■ **WHAT TO DO**: Isolate every line in the data with the string "routes" and copy it.

■ **DATASET**:
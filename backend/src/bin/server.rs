//! Colegio HTTP Server Binary
//!
//! Loads configuration, builds the repository (optionally seeded), sets up
//! the HTTP router and starts serving requests.
//!
//! # Usage
//!
//! ```bash
//! # Defaults: in-memory repository on 0.0.0.0:8080
//! cargo run --bin colegio-server
//!
//! # Seeded, on another port
//! SEED_FILE=backend/data/seed.toml PORT=3000 cargo run --bin colegio-server
//! ```
//!
//! Settings come from `colegio.toml` (see [`colegio_backend::config`]) and the
//! `HOST`, `PORT`, `RUST_LOG`, `REPOSITORY_TYPE` and `SEED_FILE` variables.

use anyhow::Context;
use tracing::info;
use tracing_subscriber::{EnvFilter, FmtSubscriber};

use colegio_backend::config::AppConfig;
use colegio_backend::db::RepositoryFactory;
use colegio_backend::http::{create_router, AppState};

#[tokio::main]
async fn main() -> anyhow::Result<()> {
    let mut config = AppConfig::from_default_location().context("loading configuration")?;
    config
        .apply_env_overrides()
        .context("applying environment overrides")?;

    // Initialize logging
    FmtSubscriber::builder()
        .with_env_filter(
            EnvFilter::try_new(&config.server.log_level).unwrap_or_else(|_| EnvFilter::new("info")),
        )
        .with_target(true)
        .with_thread_ids(true)
        .init();

    info!("Starting Colegio HTTP Server");

    let repo_type = config.repository_type()?;
    let repository = RepositoryFactory::create(repo_type, config.repository.seed_file.as_deref())
        .await
        .context("initializing repository")?;
    info!("Repository initialized ({:?})", repo_type);

    let app = create_router(AppState::new(repository));

    let addr = config.bind_addr()?;
    info!("Server listening on http://{}", addr);
    info!("Health check: http://{}/health", addr);

    let listener = tokio::net::TcpListener::bind(addr).await?;
    axum::serve(listener, app).await?;

    Ok(())
}
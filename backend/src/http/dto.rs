//! Data Transfer Objects for the HTTP API.
//!
//! Entity DTOs live next to their routes; this module re-exports them so
//! handlers have a single import point.

use serde::{Deserialize, Serialize};

pub use crate::routes::colegio::{ColegioDto, CreateColegioRequest};
pub use crate::routes::cursos::{CreateCursoRequest, CursoDto};
pub use crate::routes::distribution::{DistributionReport, DistributionRow};
pub use crate::routes::salones::{CreateSalonRequest, SalonDto};

/// Health check response.
#[derive(Debug, Clone, Serialize, Deserialize)]
pub struct HealthResponse {
    /// Service status
    pub status: String,
    /// Crate version
    pub version: String,
    /// Repository status
    pub database: String,
}
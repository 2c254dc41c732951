//! Storage for schools, courses and rooms.
//!
//! # Architecture
//!
//! ```text
//! ┌─────────────────────────────────────────────────────────┐
//! │  Application Layer (REST API, seed loader)              │
//! └───────────────────┬─────────────────────────────────────┘
//!                     │
//! ┌───────────────────▼─────────────────────────────────────┐
//! │  Service Layer (services.rs) - Business Rules           │
//! │  - Input normalization and validation                   │
//! │  - Secret hashing                                       │
//! └───────────────────┬─────────────────────────────────────┘
//!                     │
//! ┌───────────────────▼─────────────────────────────────────┐
//! │  Repository Traits (repository/) - Abstract Interface   │
//! │  - CatalogRepository (create/list)                      │
//! │  - StructureRepository (distribution snapshot)          │
//! └───────────────────┬─────────────────────────────────────┘
//!                     │
//!     ┌──────────────────────────────────────────────┐
//!     │             Local Repository                  │
//!     │               (in-memory)                     │
//!     └──────────────────────────────────────────────┘
//! ```
//!
//! # Recommended Usage
//!
//! ```ignore
//! use colegio_backend::db::{services, RepositoryFactory, RepositoryType};
//!
//! let repo = RepositoryFactory::create(RepositoryType::Local, None).await?;
//! let schools = services::list_schools(repo.as_ref()).await?;
//! ```

#[cfg(not(feature = "local-repo"))]
compile_error!("Enable at least one repository backend feature.");

pub mod factory;
pub mod repositories;
pub mod repository;
pub mod secret;
pub mod seed;
pub mod services;

pub use factory::{RepositoryFactory, RepositoryType};
pub use repositories::LocalRepository;
pub use repository::{
    CatalogRepository, ErrorContext, FullRepository, RepositoryError, RepositoryResult,
    StructureRepository,
};
pub use secret::hash_secret;
pub use seed::{apply_seed, SeedData, SeedSummary};
//! # Colegio Backend
//!
//! Catalog of schools (colegios), their courses (cursos) and rooms (salones),
//! plus a distribution engine that spreads a number of students across a
//! school's rooms in proportion to each room's capacity.
//!
//! ## Architecture
//!
//! - [`models`]: Domain entities and strongly-typed ids
//! - [`distribution`]: Capacity model, allocation engine and report builder
//! - [`db`]: Repository traits, in-memory storage, catalog services, seeding
//! - [`services`]: Distribution workflow on top of the repository
//! - [`routes`]: API request/response types and paths
//! - [`config`]: TOML configuration with environment overrides
//! - [`http`]: Axum-based HTTP server and request handlers
//!
//! ## Example
//!
//! ```no_run
//! use colegio_backend::db::{services, LocalRepository};
//! use colegio_backend::models::{NewCourse, NewRoom, NewSchool};
//!
//! # async fn run() -> Result<(), Box<dyn std::error::Error>> {
//! let repo = LocalRepository::new();
//! let school = services::create_school(&repo, NewSchool {
//!     name: "San Martín".into(),
//!     address: String::new(),
//!     phone: String::new(),
//!     password: "secreto".into(),
//! }).await?;
//! let course = services::create_course(&repo, NewCourse {
//!     name: "Primero".into(),
//!     description: String::new(),
//!     school_id: school.id,
//! }).await?;
//! services::create_room(&repo, NewRoom { name: "A".into(), course_id: course.id, amount: 10 }).await?;
//!
//! let report = colegio_backend::services::distribute(&repo, school.id, 8).await?;
//! assert_eq!(report.residual, 0);
//! # Ok(())
//! # }
//! ```

// RepositoryError carries rich context for debugging
#![allow(clippy::result_large_err)]

pub mod config;
pub mod db;
pub mod distribution;
pub mod models;
pub mod routes;
pub mod services;

#[cfg(feature = "http-server")]
pub mod http;
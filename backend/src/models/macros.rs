/// Defines a newtype ID wrapper around an `i64` database key and generates:
/// - derives (Debug, Copy, Clone, PartialEq, Eq, PartialOrd, Ord, Hash, Serialize, Deserialize)
/// - `Display`
/// - `From<i64> for $name` and `From<$name> for i64`
/// - `is_valid()`, true for keys assigned by a repository (strictly positive)
///
/// Usage:
///   define_id_type!(SchoolId);
#[macro_export]
macro_rules! define_id_type {
    ($name:ident) => {
        #[derive(
            Debug,
            Copy,
            Clone,
            PartialEq,
            Eq,
            PartialOrd,
            Ord,
            Hash,
            serde::Serialize,
            serde::Deserialize,
        )]
        #[serde(transparent)]
        pub struct $name(pub i64);

        impl ::std::fmt::Display for $name {
            fn fmt(&self, f: &mut ::std::fmt::Formatter<'_>) -> ::std::fmt::Result {
                ::std::write!(f, "{}", self.0)
            }
        }

        impl ::std::convert::From<i64> for $name {
            fn from(v: i64) -> Self {
                $name(v)
            }
        }

        impl ::std::convert::From<$name> for i64 {
            fn from(v: $name) -> Self {
                v.0
            }
        }

        impl $name {
            pub fn new(value: i64) -> Self {
                $name(value)
            }

            pub fn value(&self) -> i64 {
                self.0
            }

            pub fn is_valid(&self) -> bool {
                self.0 > 0
            }
        }
    };
}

■ **RESPONSE TO THIS EXERCISE**:
//! Entity DTOs live next to their routes; this module re-exports them so
pub use crate::routes::colegio::{ColegioDto, CreateColegioRequest};
pub use crate::routes::cursos::{CreateCursoRequest, CursoDto};
pub use crate::routes::distribution::{DistributionReport, DistributionRow};
pub use crate::routes::salones::{CreateSalonRequest, SalonDto};
//! - [`routes`]: API request/response types and paths
pub mod routes;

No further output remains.